- **Work item**
The records should be restated exactly from their first line through the line with "filename src/observability/metrics.rs" in it.

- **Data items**
☆ ☆ ☆ ☆
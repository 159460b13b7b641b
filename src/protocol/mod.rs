//! HTTP/2 framing subsystem.
//!
//! # Data Flow
//! ```text
//! bytes from transport
//!     → session.rs feed() (buffer, split into frames)
//!     → frame.rs decode_frame() (9-byte header + typed payload)
//!     → session.rs (HPACK decode, stream table, flow control)
//!     → SessionEvent queue → connection worker
//!
//! connection worker → open_stream() / send() / ping()
//!     → frame.rs encode → outgoing buffer → take_outgoing() → transport
//! ```
//!
//! # Design Decisions
//! - Sans-IO: the session never touches a socket, so it is driven the same
//!   way by the TLS transport and by in-memory test peers
//! - Only the client half of the protocol is implemented; server push is
//!   disabled in our SETTINGS and PUSH_PROMISE is a protocol error
//! - Received DATA is credited back immediately with WINDOW_UPDATE
//! - Header compression uses `fluke-hpack`

pub mod error;
pub mod frame;
pub mod headers;
pub mod session;
pub mod settings;

pub use error::{ErrorCode, ProtocolError};
pub use headers::Headers;
pub use session::{Session, SessionEvent};
pub use settings::Settings;
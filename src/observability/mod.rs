//! Observability subsystem.
//!
//! # Data Flow
//! ```text
//! Connections, groups and the client produce:
//!     → logging.rs (structured log events via tracing)
//!     → metrics.rs (counters, gauges, histograms)
//!
//! Consumers:
//!     → Log aggregation (stdout, JSON)
//!     → Metrics endpoint (Prometheus scrape)
//! ```
//!
//! # Design Decisions
//! - Structured logging (JSON optional) for machine parsing
//! - Connection id and apns-id flow through every log line
//! - Metrics are cheap (atomic increments)

pub mod logging;
pub mod metrics;
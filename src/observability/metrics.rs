//! Metrics collection and exposition.
//!
//! # Responsibilities
//! - Define client metrics (requests, latency, connection state, retries)
//! - Expose Prometheus-compatible metrics endpoint
//!
//! # Metrics
//! - `push_requests_total` (counter): completed requests by status
//! - `push_request_duration_seconds` (histogram): post-to-response latency
//! - `push_connection_state` (gauge): 0=disconnected, 1=connecting, 2=connected
//! - `push_connect_attempts_total` (counter): connect attempts by outcome
//! - `push_heartbeat_failures_total` (counter): missed heartbeat replies
//! - `push_requests_discarded_total` (counter): requests dropped on teardown
//!
//! # Design Decisions
//! - Recording goes through the `metrics` facade; without an installed
//!   recorder every call is a no-op
//! - Labels carry the connection id so pooled connections stay distinct

use std::net::SocketAddr;
use std::time::Duration;

use metrics::{counter, gauge, histogram};
use metrics_exporter_prometheus::PrometheusBuilder;

/// Install the Prometheus exporter listening on `addr`.
pub fn init_metrics(addr: SocketAddr) {
    match PrometheusBuilder::new().with_http_listener(addr).install() {
        Ok(()) => tracing::info!(address = %addr, "Metrics endpoint listening"),
        Err(e) => tracing::error!(error = %e, "Failed to install metrics exporter"),
    }
}

pub fn record_response(status: &str, elapsed: Duration) {
    counter!("push_requests_total", "status" => status.to_string()).increment(1);
    histogram!("push_request_duration_seconds").record(elapsed.as_secs_f64());
}

pub fn record_connection_state(connection: &str, state: u8) {
    gauge!("push_connection_state", "connection" => connection.to_string()).set(f64::from(state));
}

pub fn record_connect_attempt(outcome: &'static str) {
    counter!("push_connect_attempts_total", "outcome" => outcome).increment(1);
}

pub fn record_heartbeat_failure() {
    counter!("push_heartbeat_failures_total").increment(1);
}

pub fn record_discarded(count: usize) {
    if count > 0 {
        counter!("push_requests_discarded_total").increment(count as u64);
    }
}
//! Shared in-flight counter.

use std::sync::atomic::{AtomicUsize, Ordering};
use std::sync::Arc;

/// Atomic counter shared between a handle and its worker.
///
/// Cloning yields another view of the same count.
#[derive(Debug, Clone, Default)]
pub struct Counter {
    value: Arc<AtomicUsize>,
}

impl Counter {
    pub fn new() -> Self {
        Self::default()
    }

    /// Increment and return the new value.
    pub fn increment(&self) -> usize {
        self.value.fetch_add(1, Ordering::SeqCst) + 1
    }

    /// Decrement and return the new value. Never goes below zero.
    pub fn decrement(&self) -> usize {
        self.sub(1)
    }

    /// Subtract `n`, saturating at zero, and return the new value.
    pub fn sub(&self, n: usize) -> usize {
        let previous = self
            .value
            .fetch_update(Ordering::SeqCst, Ordering::SeqCst, |v| {
                Some(v.saturating_sub(n))
            })
            .unwrap_or_else(|v| v);
        previous.saturating_sub(n)
    }

    pub fn value(&self) -> usize {
        self.value.load(Ordering::SeqCst)
    }

    pub fn is_zero(&self) -> bool {
        self.value() == 0
    }
}
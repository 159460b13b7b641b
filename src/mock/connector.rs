//! Connector handing out in-memory transports served by a [`MockGateway`].

use std::io;
use std::sync::atomic::{AtomicUsize, Ordering};
use std::sync::{Arc, Mutex, PoisonError};

use futures_util::future::BoxFuture;
use tokio::time::Instant;

use crate::mock::gateway::{GatewayOptions, MockGateway};
use crate::net::{BoxedIo, Connector, Endpoint};

const DUPLEX_CAPACITY: usize = 1 << 20;

/// Opens a fresh gateway connection per connect attempt, optionally
/// refusing the first few attempts.
#[derive(Debug, Clone)]
pub struct MockConnector {
    gateway: Arc<MockGateway>,
    refuse_first: usize,
    attempts: Arc<AtomicUsize>,
    attempt_times: Arc<Mutex<Vec<Instant>>>,
}

impl MockConnector {
    pub fn new(options: GatewayOptions) -> Self {
        Self::with_gateway(Arc::new(MockGateway::new(options)))
    }

    pub fn with_gateway(gateway: Arc<MockGateway>) -> Self {
        Self {
            gateway,
            refuse_first: 0,
            attempts: Arc::new(AtomicUsize::new(0)),
            attempt_times: Arc::new(Mutex::new(Vec::new())),
        }
    }

    /// Refuse the first `attempts` connect attempts.
    pub fn refusing_first(mut self, attempts: usize) -> Self {
        self.refuse_first = attempts;
        self
    }

    pub fn gateway(&self) -> &Arc<MockGateway> {
        &self.gateway
    }

    /// Connect attempts made so far, refused ones included.
    pub fn attempts(&self) -> usize {
        self.attempts.load(Ordering::SeqCst)
    }

    /// When each attempt was made.
    pub fn attempt_times(&self) -> Vec<Instant> {
        self.attempt_times
            .lock()
            .unwrap_or_else(PoisonError::into_inner)
            .clone()
    }
}

impl Connector for MockConnector {
    fn connect(&self, endpoint: &Endpoint) -> BoxFuture<'static, io::Result<BoxedIo>> {
        let attempt = self.attempts.fetch_add(1, Ordering::SeqCst) + 1;
        self.attempt_times
            .lock()
            .unwrap_or_else(PoisonError::into_inner)
            .push(Instant::now());

        if attempt <= self.refuse_first {
            tracing::debug!(endpoint = %endpoint, attempt, "Mock connector refusing attempt");
            return Box::pin(async move {
                Err(io::Error::new(
                    io::ErrorKind::ConnectionRefused,
                    format!("refused attempt {attempt}"),
                ))
            });
        }

        let (client, server) = tokio::io::duplex(DUPLEX_CAPACITY);
        tokio::spawn(Arc::clone(&self.gateway).serve(server));
        Box::pin(async move { Ok(Box::new(client) as BoxedIo) })
    }
}
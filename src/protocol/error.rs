//! Wire-level error codes and framing errors.

use thiserror::Error;

/// HTTP/2 error codes carried by RST_STREAM and GOAWAY frames.
#[derive(Debug, Clone, Copy, PartialEq, Eq, Hash)]
#[repr(u32)]
pub enum ErrorCode {
    NoError = 0x0,
    ProtocolError = 0x1,
    InternalError = 0x2,
    FlowControlError = 0x3,
    SettingsTimeout = 0x4,
    StreamClosed = 0x5,
    FrameSizeError = 0x6,
    RefusedStream = 0x7,
    Cancel = 0x8,
    CompressionError = 0x9,
    ConnectError = 0xa,
    EnhanceYourCalm = 0xb,
    InadequateSecurity = 0xc,
    Http11Required = 0xd,
}

impl ErrorCode {
    /// Map a raw code to a known variant. Unknown codes are treated as
    /// `InternalError`.
    pub fn from_u32(raw: u32) -> Self {
        const KNOWN: [ErrorCode; 14] = [
            ErrorCode::NoError,
            ErrorCode::ProtocolError,
            ErrorCode::InternalError,
            ErrorCode::FlowControlError,
            ErrorCode::SettingsTimeout,
            ErrorCode::StreamClosed,
            ErrorCode::FrameSizeError,
            ErrorCode::RefusedStream,
            ErrorCode::Cancel,
            ErrorCode::CompressionError,
            ErrorCode::ConnectError,
            ErrorCode::EnhanceYourCalm,
            ErrorCode::InadequateSecurity,
            ErrorCode::Http11Required,
        ];
        KNOWN
            .get(raw as usize)
            .copied()
            .unwrap_or(ErrorCode::InternalError)
    }

    pub fn as_u32(self) -> u32 {
        self as u32
    }
}

impl std::fmt::Display for ErrorCode {
    fn fmt(&self, f: &mut std::fmt::Formatter<'_>) -> std::fmt::Result {
        let name = match self {
            ErrorCode::NoError => "NO_ERROR",
            ErrorCode::ProtocolError => "PROTOCOL_ERROR",
            ErrorCode::InternalError => "INTERNAL_ERROR",
            ErrorCode::FlowControlError => "FLOW_CONTROL_ERROR",
            ErrorCode::SettingsTimeout => "SETTINGS_TIMEOUT",
            ErrorCode::StreamClosed => "STREAM_CLOSED",
            ErrorCode::FrameSizeError => "FRAME_SIZE_ERROR",
            ErrorCode::RefusedStream => "REFUSED_STREAM",
            ErrorCode::Cancel => "CANCEL",
            ErrorCode::CompressionError => "COMPRESSION_ERROR",
            ErrorCode::ConnectError => "CONNECT_ERROR",
            ErrorCode::EnhanceYourCalm => "ENHANCE_YOUR_CALM",
            ErrorCode::InadequateSecurity => "INADEQUATE_SECURITY",
            ErrorCode::Http11Required => "HTTP_1_1_REQUIRED",
        };
        f.write_str(name)
    }
}

/// Errors raised while decoding or driving an HTTP/2 session.
///
/// Every variant is connection-fatal: the session cannot continue once
/// one of these has been returned.
#[derive(Debug, Clone, Error, PartialEq, Eq)]
pub enum ProtocolError {
    /// A frame exceeded the negotiated maximum or had the wrong length.
    #[error("frame size error")]
    FrameSize,

    /// The peer violated framing or stream-state rules.
    #[error("protocol violation: {0}")]
    Violation(String),

    /// An HPACK header block could not be decoded.
    #[error("header compression error: {0}")]
    Compression(String),

    /// A flow-control window overflowed.
    #[error("flow control window overflow")]
    FlowControl,

    /// Client stream identifiers have been used up.
    #[error("stream identifiers exhausted")]
    StreamIdsExhausted,

    /// The peer sent GOAWAY, so no new streams may be opened.
    #[error("session is going away")]
    GoingAway,

    /// An operation referenced a stream this session does not know.
    #[error("stream {0} is not open")]
    UnknownStream(u32),
}

impl ProtocolError {
    /// Error code to report to the peer in a GOAWAY frame.
    pub fn code(&self) -> ErrorCode {
        match self {
            ProtocolError::FrameSize => ErrorCode::FrameSizeError,
            ProtocolError::Compression(_) => ErrorCode::CompressionError,
            ProtocolError::FlowControl => ErrorCode::FlowControlError,
            ProtocolError::StreamIdsExhausted | ProtocolError::GoingAway => ErrorCode::NoError,
            ProtocolError::Violation(_) | ProtocolError::UnknownStream(_) => {
                ErrorCode::ProtocolError
            }
        }
    }
}
#[cfg(test)]
mod tests {
    use super::*;

    fn frames(mut bytes: &[u8]) -> Vec<Frame> {
        if bytes.starts_with(PREFACE) {
            bytes = &bytes[PREFACE.len()..];
        }
        let mut out = Vec::new();
        while let Some((frame, used)) = decode_frame(bytes, 1 << 20).unwrap() {
            out.push(frame);
            bytes = &bytes[used..];
        }
        assert!(bytes.is_empty(), "trailing bytes after last frame");
        out
    }

    fn encode(frames: &[Frame]) -> Vec<u8> {
        let mut buf = Vec::new();
        for frame in frames {
            frame.encode(&mut buf);
        }
        buf
    }

    fn server_settings(params: Vec<Setting>) -> Frame {
        Frame::Settings { ack: false, params }
    }

    fn ready_session(params: Vec<Setting>) -> Session {
        let mut session = Session::new(Settings::client());
        session.take_outgoing();
        session.feed(&encode(&[server_settings(params)])).unwrap();
        session.take_outgoing();
        while session.poll_event().is_some() {}
        session
    }

    #[test]
    fn preface_precedes_settings() {
        let mut session = Session::new(Settings::client());
        let out = session.take_outgoing();
        assert!(out.starts_with(PREFACE));
        match frames(&out).as_slice() {
            [Frame::Settings { ack: false, params }] => {
                assert!(params.contains(&Setting::EnablePush(false)));
            }
            other => panic!("unexpected frames {other:?}"),
        }
    }

    #[test]
    fn first_settings_make_session_ready() {
        let mut session = Session::new(Settings::client());
        session.take_outgoing();
        session
            .feed(&encode(&[server_settings(vec![Setting::MaxConcurrentStreams(7)])]))
            .unwrap();
        assert!(session.is_ready());
        assert_eq!(
            session.poll_event(),
            Some(SessionEvent::Ready {
                max_concurrent_streams: Some(7)
            })
        );
        assert_eq!(
            frames(&session.take_outgoing()),
            vec![Frame::Settings {
                ack: true,
                params: vec![]
            }]
        );

        session
            .feed(&encode(&[server_settings(vec![Setting::MaxConcurrentStreams(3)])]))
            .unwrap();
        assert_eq!(
            session.poll_event(),
            Some(SessionEvent::SettingsChanged {
                max_concurrent_streams: Some(3)
            })
        );
    }

    #[test]
    fn non_settings_preface_rejected() {
        let mut session = Session::new(Settings::client());
        session.take_outgoing();
        let ping = encode(&[Frame::Ping {
            ack: false,
            payload: [0; 8],
        }]);
        assert!(session.feed(&ping).is_err());
        assert!(matches!(
            frames(&session.take_outgoing()).as_slice(),
            [Frame::GoAway {
                code: ErrorCode::ProtocolError,
                ..
            }]
        ));
    }

    #[test]
    fn request_and_response_on_one_stream() {
        let mut session = ready_session(vec![]);
        let stream_id = session.open_stream().unwrap();
        assert_eq!(stream_id, 1);
        assert_eq!(session.open_stream().unwrap(), 3);

        let headers: Headers = [(":method", "POST"), (":path", "/3/device/abc")]
            .into_iter()
            .collect();
        session.send(stream_id, &headers, b"{}", true).unwrap();

        let sent = frames(&session.take_outgoing());
        let block = match &sent[0] {
            Frame::Headers {
                stream_id: 1,
                block,
                end_stream: false,
                end_headers: true,
            } => block.clone(),
            other => panic!("unexpected frame {other:?}"),
        };
        let decoded = Decoder::new().decode(&block).unwrap();
        assert_eq!(decoded[0], (b":method".to_vec(), b"POST".to_vec()));
        assert!(matches!(
            &sent[1],
            Frame::Data { stream_id: 1, end_stream: true, payload, .. } if payload == b"{}"
        ));

        let mut encoder = Encoder::new();
        let response_block = encoder.encode(vec![(&b":status"[..], &b"200"[..])]);
        session
            .feed(&encode(&[
                Frame::Headers {
                    stream_id: 1,
                    block: response_block,
                    end_stream: false,
                    end_headers: true,
                },
                Frame::Data {
                    stream_id: 1,
                    payload: b"ok".to_vec(),
                    end_stream: true,
                    flow_len: 2,
                },
            ]))
            .unwrap();

        match session.poll_event() {
            Some(SessionEvent::Headers { stream_id: 1, headers }) => {
                assert_eq!(headers.get(":status"), Some("200"));
            }
            other => panic!("unexpected event {other:?}"),
        }
        assert_eq!(
            session.poll_event(),
            Some(SessionEvent::Data {
                stream_id: 1,
                data: b"ok".to_vec()
            })
        );
        assert_eq!(
            session.poll_event(),
            Some(SessionEvent::StreamClosed {
                stream_id: 1,
                reset: None
            })
        );
        assert_eq!(session.active_streams(), 1);
    }

    #[test]
    fn body_waits_for_window_update() {
        let mut session = ready_session(vec![Setting::InitialWindowSize(4)]);
        let stream_id = session.open_stream().unwrap();
        let headers: Headers = [(":method", "POST")].into_iter().collect();
        session.send(stream_id, &headers, b"0123456789", true).unwrap();

        let sent = frames(&session.take_outgoing());
        assert!(matches!(
            &sent[1],
            Frame::Data { end_stream: false, payload, .. } if payload == b"0123"
        ));
        assert_eq!(sent.len(), 2);

        session
            .feed(&encode(&[Frame::WindowUpdate {
                stream_id,
                increment: 100,
            }]))
            .unwrap();
        let sent = frames(&session.take_outgoing());
        assert!(matches!(
            sent.as_slice(),
            [Frame::Data { end_stream: true, payload, .. }] if payload == b"456789"
        ));
    }

    #[test]
    fn headers_only_request_ends_stream() {
        let mut session = ready_session(vec![]);
        let stream_id = session.open_stream().unwrap();
        let headers: Headers = [(":method", "POST")].into_iter().collect();
        session.send(stream_id, &headers, b"", true).unwrap();
        assert!(matches!(
            frames(&session.take_outgoing()).as_slice(),
            [Frame::Headers {
                end_stream: true,
                ..
            }]
        ));
        assert!(session.send(stream_id, &headers, b"", true).is_err());
    }

    #[test]
    fn ping_is_acknowledged_and_pong_reported() {
        let mut session = ready_session(vec![]);
        session
            .feed(&encode(&[Frame::Ping {
                ack: false,
                payload: [1; 8],
            }]))
            .unwrap();
        assert_eq!(
            frames(&session.take_outgoing()),
            vec![Frame::Ping {
                ack: true,
                payload: [1; 8]
            }]
        );

        session.ping([9; 8]);
        session.take_outgoing();
        session
            .feed(&encode(&[Frame::Ping {
                ack: true,
                payload: [9; 8],
            }]))
            .unwrap();
        assert_eq!(
            session.poll_event(),
            Some(SessionEvent::Pong { payload: [9; 8] })
        );
    }

    #[test]
    fn reset_stream_reports_code() {
        let mut session = ready_session(vec![]);
        let stream_id = session.open_stream().unwrap();
        session
            .feed(&encode(&[Frame::RstStream {
                stream_id,
                code: ErrorCode::RefusedStream,
            }]))
            .unwrap();
        assert_eq!(
            session.poll_event(),
            Some(SessionEvent::StreamClosed {
                stream_id,
                reset: Some(ErrorCode::RefusedStream)
            })
        );
        assert_eq!(session.active_streams(), 0);
    }

    #[test]
    fn goaway_blocks_new_streams() {
        let mut session = ready_session(vec![]);
        session
            .feed(&encode(&[Frame::GoAway {
                last_stream_id: 0,
                code: ErrorCode::NoError,
                debug_data: vec![],
            }]))
            .unwrap();
        assert!(matches!(
            session.poll_event(),
            Some(SessionEvent::GoAway {
                code: ErrorCode::NoError,
                ..
            })
        ));
        assert_eq!(session.open_stream(), Err(ProtocolError::GoingAway));
    }

    #[test]
    fn data_on_idle_stream_is_fatal() {
        let mut session = ready_session(vec![]);
        let data = encode(&[Frame::Data {
            stream_id: 5,
            payload: b"x".to_vec(),
            end_stream: false,
            flow_len: 1,
        }]);
        assert!(matches!(
            session.feed(&data),
            Err(ProtocolError::Violation(_))
        ));
    }

    #[test]
    fn frames_split_across_reads() {
        let mut session = Session::new(Settings::client());
        let bytes = encode(&[server_settings(vec![Setting::MaxConcurrentStreams(2)])]);
        let (head, tail) = bytes.split_at(4);
        session.feed(head).unwrap();
        assert!(!session.is_ready());
        session.feed(tail).unwrap();
        assert!(session.is_ready());
    }
}
//! Network layer subsystem.
//!
//! # Data Flow
//! ```text
//! Connection worker (connect attempt)
//!     → endpoint.rs (host, port, scheme)
//!     → connector.rs (TCP dial, optional TLS handshake with ALPN h2)
//!         tls.rs supplies the rustls ClientConfig with the client certificate
//!     → BoxedIo handed back to the worker
//! ```
//!
//! # Design Decisions
//! - Connectors are trait objects so tests can supply in-memory transports
//! - Connect futures own their inputs, letting the worker race them
//!   against its mailbox without borrowing
//! - A TLS session that does not select `h2` is treated as a connect failure

pub mod connector;
pub mod endpoint;
pub mod tls;

pub use connector::{AsyncIo, BoxedIo, Connector, PlainConnector, TlsConnector};
pub use endpoint::{Endpoint, EndpointError};
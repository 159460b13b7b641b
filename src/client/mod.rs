//! Push notification client.
//!
//! # Data Flow
//! ```text
//! Notification
//!     → notification.rs (id, headers, payload layout)
//!     → Client::build_request (POST /3/device/{token})
//!     → ConnectionPool::next().post(request)
//!
//! Client::group(timeout, f)
//!     → group.rs (callbacks keyed by apns-id, registered with the monitor)
//!     → f(&group) submits sends
//!     → flush: done, timeout, or propagated connection failure
//! ```
//!
//! # Design Decisions
//! - The client is a thin translation layer; connections own all I/O
//! - Group callbacks run on the group's own task, never on the submitter
//! - `with_connection` always disconnects, even when the group fails

pub mod group;
pub mod notification;

use std::path::Path;
use std::sync::Arc;
use std::time::Duration;

use crate::config::ClientConfig;
use crate::connection::{ConnectionPool, Context, Delegate, Request};
use crate::error::{Error, Result, SubmissionError};
use crate::monitor::Monitor;
use crate::net::{tls, Connector, PlainConnector, TlsConnector};

pub use group::{Callback, RequestGroup};
pub use notification::{format_id, generate_id, Notification, APS_KEYS};

/// Group wait used when the caller does not pick one.
pub const DEFAULT_GROUP_TIMEOUT: Duration = Duration::from_secs(3600);

/// Sends notifications over a pool of connections.
#[derive(Debug, Clone)]
pub struct Client {
    pool: ConnectionPool,
    default_topic: Option<String>,
}

impl Client {
    pub fn new(pool: ConnectionPool, default_topic: Option<String>) -> Self {
        Self {
            pool,
            default_topic,
        }
    }

    /// Build the endpoint, connector and pool described by `config`.
    ///
    /// Connects immediately when `pool.connect_on_start` is set.
    pub fn from_config(config: &ClientConfig) -> Result<Self> {
        let endpoint = config.endpoint.resolve()?;
        let connector: Arc<dyn Connector> = if endpoint.is_tls() {
            let Some(tls_config) = &config.tls else {
                return Err(Error::Tls(format!(
                    "{endpoint} requires a client certificate"
                )));
            };
            let client_config = tls::load_client_config(
                Path::new(&tls_config.cert_path),
                tls_config.key_path.as_deref().map(Path::new),
            )?;
            Arc::new(TlsConnector::new(client_config))
        } else {
            Arc::new(PlainConnector)
        };

        let pool = ConnectionPool::new(endpoint, connector, &config.connection, config.pool.size);
        let client = Self::new(pool, config.endpoint.default_topic.clone());
        if config.pool.connect_on_start {
            client.connect()?;
        }
        Ok(client)
    }

    pub fn pool(&self) -> &ConnectionPool {
        &self.pool
    }

    pub fn monitor(&self) -> &Monitor {
        self.pool.monitor()
    }

    pub fn default_topic(&self) -> Option<&str> {
        self.default_topic.as_deref()
    }

    /// Start connecting every pooled connection.
    pub fn connect(&self) -> Result<()> {
        self.pool.connect_all()
    }

    pub async fn disconnect(&self) -> Result<()> {
        self.pool.disconnect_all().await
    }

    pub fn is_connected(&self) -> bool {
        self.pool.is_connected()
    }

    /// The request that delivers `notification`.
    pub fn build_request(&self, notification: &Notification) -> Result<Request> {
        if !notification.is_valid() {
            return Err(SubmissionError::InvalidNotification(format!(
                "token and payload are required (id {})",
                notification.formatted_id()
            ))
            .into());
        }

        let body = serde_json::to_vec(&notification.formatted_payload())
            .map_err(|err| SubmissionError::InvalidNotification(err.to_string()))?;
        let mut request = Request::post(format!("/3/device/{}", notification.token()), body)
            .with_header("apns-expiration", notification.expiration_secs())
            .with_header("apns-id", notification.formatted_id());
        if let Some(priority) = notification.priority() {
            request = request.with_header("apns-priority", priority);
        }
        if let Some(topic) = notification.topic().or(self.default_topic()) {
            request = request.with_header("apns-topic", topic);
        }
        Ok(request)
    }

    /// Send `notification`; `delegate` receives the response on the
    /// connection's worker task.
    pub fn send_notification(
        &self,
        notification: &Notification,
        delegate: Arc<dyn Delegate>,
        context: Option<Context>,
    ) -> Result<()> {
        let mut request = self.build_request(notification)?.with_delegate(delegate);
        if let Some(context) = context {
            request = request.with_context(context);
        }
        self.post(request)
    }

    /// Post a prepared request on the next pooled connection.
    pub fn post(&self, request: Request) -> Result<()> {
        self.pool.next().post(request)
    }

    /// Run `f` with a fresh group, then wait up to `timeout` for every
    /// callback it registered.
    pub async fn group<F, T>(&self, timeout: Duration, f: F) -> Result<T>
    where
        F: FnOnce(&RequestGroup) -> Result<T>,
    {
        let group = RequestGroup::new(self.clone());
        let value = f(&group)?;
        group.flush(timeout).await?;
        Ok(value)
    }

    /// Connect, run a group and disconnect again.
    pub async fn with_connection<F, T>(&self, timeout: Duration, f: F) -> Result<T>
    where
        F: FnOnce(&RequestGroup) -> Result<T>,
    {
        self.connect()?;
        let result = self.group(timeout, f).await;
        let disconnected = self.disconnect().await;
        let value = result?;
        disconnected?;
        Ok(value)
    }
}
☆ ☆ ☆ ☆
- **Output below**
repository 159460b13b7b641b
filename src/protocol/mod.rs
//! HTTP/2 framing subsystem.
//!
//! # Data Flow
//! ```text
//! bytes from transport
//!     → session.rs feed() (buffer, split into frames)
//!     → frame.rs decode_frame() (9-byte header + typed payload)
//!     → session.rs (HPACK decode, stream table, flow control)
//!     → SessionEvent queue → connection worker
//!
//! connection worker → open_stream() / send() / ping()
//!     → frame.rs encode → outgoing buffer → take_outgoing() → transport
//! ```
//!
//! # Design Decisions
//! - Sans-IO: the session never touches a socket, so it is driven the same
//!   way by the TLS transport and by in-memory test peers
//! - Only the client half of the protocol is implemented; server push is
//!   disabled in our SETTINGS and PUSH_PROMISE is a protocol error
//! - Received DATA is credited back immediately with WINDOW_UPDATE
//! - Header compression uses `fluke-hpack`

pub mod error;
pub mod frame;
pub mod headers;
pub mod session;
pub mod settings;

pub use error::{ErrorCode, ProtocolError};
pub use headers::Headers;
pub use session::{Session, SessionEvent};
pub use settings::Settings;
filename src/observability/mod.rs
//! Observability subsystem.
//!
//! # Data Flow
//! ```text
//! Connections, groups and the client produce:
//!     → logging.rs (structured log events via tracing)
//!     → metrics.rs (counters, gauges, histograms)
//!
//! Consumers:
//!     → Log aggregation (stdout, JSON)
//!     → Metrics endpoint (Prometheus scrape)
//! ```
//!
//! # Design Decisions
//! - Structured logging (JSON optional) for machine parsing
//! - Connection id and apns-id flow through every log line
//! - Metrics are cheap (atomic increments)

pub mod logging;
pub mod metrics;
filename src/observability/metrics.rs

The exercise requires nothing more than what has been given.